Start of INPUT DATA

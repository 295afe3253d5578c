//! Feedback Repository

use async_trait::async_trait;
use serde::Serialize;
use sphere_core::{error::GatewayError, form::SubmitTarget, gateway::CollectionGateway};

use crate::api::ApiClient;

use super::models::{Feedback, FeedbackId, NewFeedback};

/// Remote side of the feedback resource.
pub trait FeedbackRepository:
    CollectionGateway<Feedback> + SubmitTarget<NewFeedback, Feedback>
{
}

#[derive(Debug, Serialize)]
struct CommentPatch {
    comment: String,
}

/// REST-backed feedback repository.
#[derive(Debug, Clone)]
pub struct HttpFeedbackRepository {
    api: ApiClient,
}

impl HttpFeedbackRepository {
    #[must_use]
    pub fn new(api: ApiClient) -> Self {
        Self { api }
    }
}

#[async_trait]
impl CollectionGateway<Feedback> for HttpFeedbackRepository {
    async fn list(&self) -> Result<Vec<Feedback>, GatewayError> {
        self.api.get("feedbacks").await
    }

    async fn update(&self, record: Feedback) -> Result<Feedback, GatewayError> {
        // Only the comment body is writable; the patch carries just that.
        self.api
            .patch(
                &format!("feedbacks/{}", record.id),
                &CommentPatch {
                    comment: record.comment.clone(),
                },
            )
            .await
    }

    async fn delete(&self, id: FeedbackId) -> Result<(), GatewayError> {
        self.api.delete(&format!("feedbacks/{id}")).await
    }
}

#[async_trait]
impl SubmitTarget<NewFeedback, Feedback> for HttpFeedbackRepository {
    async fn submit(&self, draft: NewFeedback) -> Result<Feedback, GatewayError> {
        self.api.post("feedbacks", &draft).await
    }
}

impl FeedbackRepository for HttpFeedbackRepository {}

End of INPUT DATA

* [DESCRIPTION OF THE TASK]: Look through the records and gather every line containing "delete".

* [TASK SOLUTION]:
    async fn delete(&self, id: FeedbackId) -> Result<(), GatewayError> {
        self.api.delete(&format!("feedbacks/{id}")).await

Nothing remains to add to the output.